> _Task requirements_
For each line below, check whether "running" is present. Report how many lines have it, nothing else.
(Beginning of Provided records)
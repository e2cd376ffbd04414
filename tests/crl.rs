//! Full and delta CRL generation.

mod common;

use std::thread;

use chrono::{TimeDelta, Utc};

use caengine::commons::api::{
    CrlControl, CrlIntervalState, CrlReason, CrlUpdateMode, X509Crl,
};
use caengine::commons::ErrorKind;
use caengine::store::CertificateStore;

use common::{name, RecordingPublisher, TestEnv};

fn last_interval_an_hour_ago() -> CrlIntervalState {
    CrlIntervalState {
        last_interval: 0,
        last_interval_date: Some(Utc::now() - TimeDelta::minutes(61)),
    }
}

fn hourly_with_deltas() -> CrlControl {
    CrlControl {
        update_mode: CrlUpdateMode::Interval,
        interval_minutes: 60,
        full_crl_intervals: 4,
        delta_crl_intervals: 1,
        ..Default::default()
    }
}

#[test]
fn crl_numbers_increase_and_deltas_point_at_full_crl() {
    let publisher = RecordingPublisher::new("repo");
    let env = TestEnv::builder()
        .crl_control(hourly_with_deltas())
        .crl_interval(CrlIntervalState {
            last_interval: 0,
            last_interval_date: Some(Utc::now() - TimeDelta::minutes(61)),
        })
        .publisher(publisher.clone())
        .build();

    let gone = env.ca.issue(&env.request("tls", "CN=gone")).unwrap().serial();
    env.ca.revoke_cert(gone, CrlReason::KeyCompromise, None, false).unwrap();

    let full = env.ca.generate_crl_on_demand().unwrap();
    assert!(!full.is_delta());
    assert!(full.next_update().unwrap() > full.this_update());
    let decoded = X509Crl::decode(full.encoded()).unwrap();
    assert_eq!(decoded.tbs().entries.len(), 1);
    assert_eq!(decoded.tbs().entries[0].serial, gone);

    // Changes after the full CRL go into the next delta.
    let held = env.ca.issue(&env.request("tls", "CN=held")).unwrap().serial();
    let revoked = env.ca.issue(&env.request("tls", "CN=revoked")).unwrap().serial();
    env.ca.revoke_cert(held, CrlReason::CertificateHold, None, false).unwrap();
    env.ca.unrevoke_cert(held, false).unwrap();
    env.ca.revoke_cert(revoked, CrlReason::Superseded, None, false).unwrap();

    let delta = env.ca.generate_crl_if_due().unwrap().unwrap();
    assert!(delta.is_delta());
    assert!(delta.crl_number() > full.crl_number());
    assert_eq!(delta.base_crl_number(), Some(full.crl_number()));

    let decoded = X509Crl::decode(delta.encoded()).unwrap();
    let entries = &decoded.tbs().entries;
    assert_eq!(entries.len(), 2);
    let held_entry = entries.iter().find(|e| e.serial == held).unwrap();
    assert_eq!(held_entry.reason, CrlReason::RemoveFromCrl);
    let revoked_entry = entries.iter().find(|e| e.serial == revoked).unwrap();
    assert_eq!(revoked_entry.reason, CrlReason::Superseded);

    // Nothing is due until the next interval.
    assert!(env.ca.generate_crl_if_due().unwrap().is_none());

    assert_eq!(env.ca.get_current_crl().unwrap().unwrap().crl_number(), full.crl_number());
    assert_eq!(
        env.ca.get_current_delta_crl().unwrap().unwrap().crl_number(),
        delta.crl_number()
    );
    assert!(env.ca.get_crl(full.crl_number()).unwrap().is_some());

    let crl_events: Vec<_> = publisher
        .events()
        .into_iter()
        .filter(|e| e.starts_with("crl "))
        .collect();
    assert_eq!(
        crl_events,
        vec![format!("crl {}", full.crl_number()), format!("crl {}", delta.crl_number())]
    );
}

#[test]
fn first_scheduled_crl_is_full() {
    let env = TestEnv::builder().crl_control(hourly_with_deltas()).build();

    let first = env.ca.generate_crl_if_due().unwrap().unwrap();
    assert!(!first.is_delta());
    assert!(env.ca.generate_crl_if_due().unwrap().is_none());

    let state = env.ca.info().crl_interval();
    assert_eq!(state.last_interval, 0);
    assert!(state.last_interval_date.is_some());
}

#[test]
fn on_demand_crl_numbers_increase() {
    let env = TestEnv::builder().build();

    let mut last = None;
    for _ in 0..5 {
        let crl = env.ca.generate_crl_on_demand().unwrap();
        assert!(!crl.is_delta());
        assert!(crl.next_update().is_none());
        if let Some(last) = last {
            assert!(crl.crl_number() > last);
        }
        last = Some(crl.crl_number());
    }
}

#[test]
fn non_interval_crl_control_is_not_scheduled() {
    let env = TestEnv::builder()
        .crl_control(CrlControl {
            update_mode: CrlUpdateMode::OnDemand,
            ..Default::default()
        })
        .build();

    assert!(env.ca.generate_crl_if_due().unwrap().is_none());
    let crl = env.ca.generate_crl_on_demand().unwrap();
    assert!(crl.next_update().is_none());
}

#[test]
fn unknown_revocation_target_is_reported() {
    let env = TestEnv::builder().build();
    let serial = env.ca.issue(&env.request("tls", "CN=host")).unwrap().serial();
    env.ca.remove_cert(serial).unwrap();

    let err = env
        .ca
        .revoke_cert(serial, CrlReason::KeyCompromise, None, false)
        .err()
        .unwrap();
    assert_eq!(err.kind(), ErrorKind::UnknownCert);
}

#[test]
fn failed_signature_does_not_use_up_crl_number() {
    let env = TestEnv::builder().build();
    let first = env.ca.generate_crl_on_demand().unwrap();

    env.set_signer_failing(true);
    assert!(env.ca.generate_crl_on_demand().is_err());
    assert!(env.ca.generate_crl_on_demand().is_err());

    env.set_signer_failing(false);
    let second = env.ca.generate_crl_on_demand().unwrap();
    assert_eq!(second.crl_number().as_u64(), first.crl_number().as_u64() + 1);
    assert_eq!(
        env.ca.get_current_crl().unwrap().unwrap().crl_number(),
        second.crl_number()
    );
}

#[test]
fn on_demand_crl_is_refused_while_generation_runs() {
    let env = TestEnv::builder().build();

    env.gate.close();
    thread::scope(|s| {
        let running = s.spawn(|| env.ca.generate_crl_on_demand());
        env.gate.wait_for_arrival();

        let err = env.ca.generate_crl_on_demand().err().unwrap();
        assert_eq!(err.kind(), ErrorKind::SystemUnavailable);

        env.gate.open();
        running.join().unwrap().unwrap();
    });

    // The flag is released again.
    env.ca.generate_crl_on_demand().unwrap();
}

#[test]
fn revocation_during_full_crl_goes_into_next_delta() {
    let env = TestEnv::builder()
        .crl_control(hourly_with_deltas())
        .crl_interval(last_interval_an_hour_ago())
        .build();

    let early = env.ca.issue(&env.request("tls", "CN=early")).unwrap().serial();
    let late = env.ca.issue(&env.request("tls", "CN=late")).unwrap().serial();
    env.ca.revoke_cert(early, CrlReason::KeyCompromise, None, false).unwrap();

    env.gate.close();
    let full = thread::scope(|s| {
        let full = s.spawn(|| env.ca.generate_crl_on_demand());
        env.gate.wait_for_arrival();

        env.ca.revoke_cert(late, CrlReason::Superseded, None, false).unwrap();

        env.gate.open();
        full.join().unwrap().unwrap()
    });

    let decoded = X509Crl::decode(full.encoded()).unwrap();
    let serials: Vec<_> = decoded.tbs().entries.iter().map(|e| e.serial).collect();
    assert_eq!(serials, vec![early]);
    assert_eq!(env.store.get_delta_crl_cache(None, 10).unwrap(), vec![late]);

    let delta = env.ca.generate_crl_if_due().unwrap().unwrap();
    assert!(delta.is_delta());
    let decoded = X509Crl::decode(delta.encoded()).unwrap();
    let serials: Vec<_> = decoded.tbs().entries.iter().map(|e| e.serial).collect();
    assert_eq!(serials, vec![late]);
}

#[test]
fn indirect_crl_names_the_ca_and_the_crl_signer_key() {
    let env = TestEnv::builder().indirect_crl_signer().build();
    let crl_signer_cert = env.crl_signer_cert.clone().unwrap();

    let revoked: Vec<_> = (0..3)
        .map(|i| {
            let serial = env
                .ca
                .issue(&env.request("tls", &format!("CN=host{}", i)))
                .unwrap()
                .serial();
            env.ca.revoke_cert(serial, CrlReason::KeyCompromise, None, false).unwrap();
            serial
        })
        .collect();

    let crl = env.ca.generate_crl_on_demand().unwrap();
    let decoded = X509Crl::decode(crl.encoded()).unwrap();
    let tbs = decoded.tbs();

    assert_eq!(tbs.issuer, name("CN=CRL Signer,O=Example"));
    assert_eq!(tbs.authority_key_id, crl_signer_cert.key_identifier());
    assert_ne!(tbs.authority_key_id, env.ca.info().cert().key_identifier());
    assert!(tbs.issuing_distribution_point.as_ref().unwrap().indirect_crl);

    assert_eq!(tbs.entries.len(), revoked.len());
    assert_eq!(
        tbs.entries[0].certificate_issuer.as_ref(),
        Some(env.ca.info().subject())
    );
    assert!(tbs.entries[1..].iter().all(|e| e.certificate_issuer.is_none()));
}

#[test]
fn crl_can_carry_issued_certificates() {
    let env = TestEnv::builder()
        .crl_control(CrlControl {
            update_mode: CrlUpdateMode::OnDemand,
            include_certs: true,
            ..Default::default()
        })
        .build();

    let kept = env.ca.issue(&env.request("tls", "CN=kept")).unwrap().serial();
    let revoked = env.ca.issue(&env.request("tls", "CN=revoked")).unwrap().serial();
    env.ca.revoke_cert(revoked, CrlReason::Superseded, None, false).unwrap();

    let crl = env.ca.generate_crl_on_demand().unwrap();
    let decoded = X509Crl::decode(crl.encoded()).unwrap();
    let certs: Vec<_> = decoded.tbs().certs.iter().map(|c| c.serial).collect();
    assert!(certs.contains(&kept));
    assert!(certs.contains(&revoked));
    assert!(decoded.tbs().certs.iter().all(|c| !c.encoded.is_empty()));

    // Without the option nothing is carried.
    let env = TestEnv::builder().build();
    env.ca.issue(&env.request("tls", "CN=plain")).unwrap();
    let crl = env.ca.generate_crl_on_demand().unwrap();
    assert!(X509Crl::decode(crl.encoded()).unwrap().tbs().certs.is_empty());
}

#[test]
fn unsaved_crl_interval_is_still_advanced() {
    let dir = tempfile::tempdir().unwrap();
    let env = TestEnv::builder()
        .crl_control(hourly_with_deltas())
        .crl_state_dir(dir.path().join("missing"))
        .build();

    let first = env.ca.generate_crl_if_due().unwrap().unwrap();
    assert!(!first.is_delta());

    let state = env.ca.info().crl_interval();
    assert_eq!(state.last_interval, 0);
    assert!(state.last_interval_date.is_some());

    // The CA does not generate the same interval twice.
    assert!(env.ca.generate_crl_if_due().unwrap().is_none());
    assert_eq!(env.ca.get_current_crl().unwrap().unwrap().crl_number(), first.crl_number());
}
(End of Provided records)
> _Response area_
2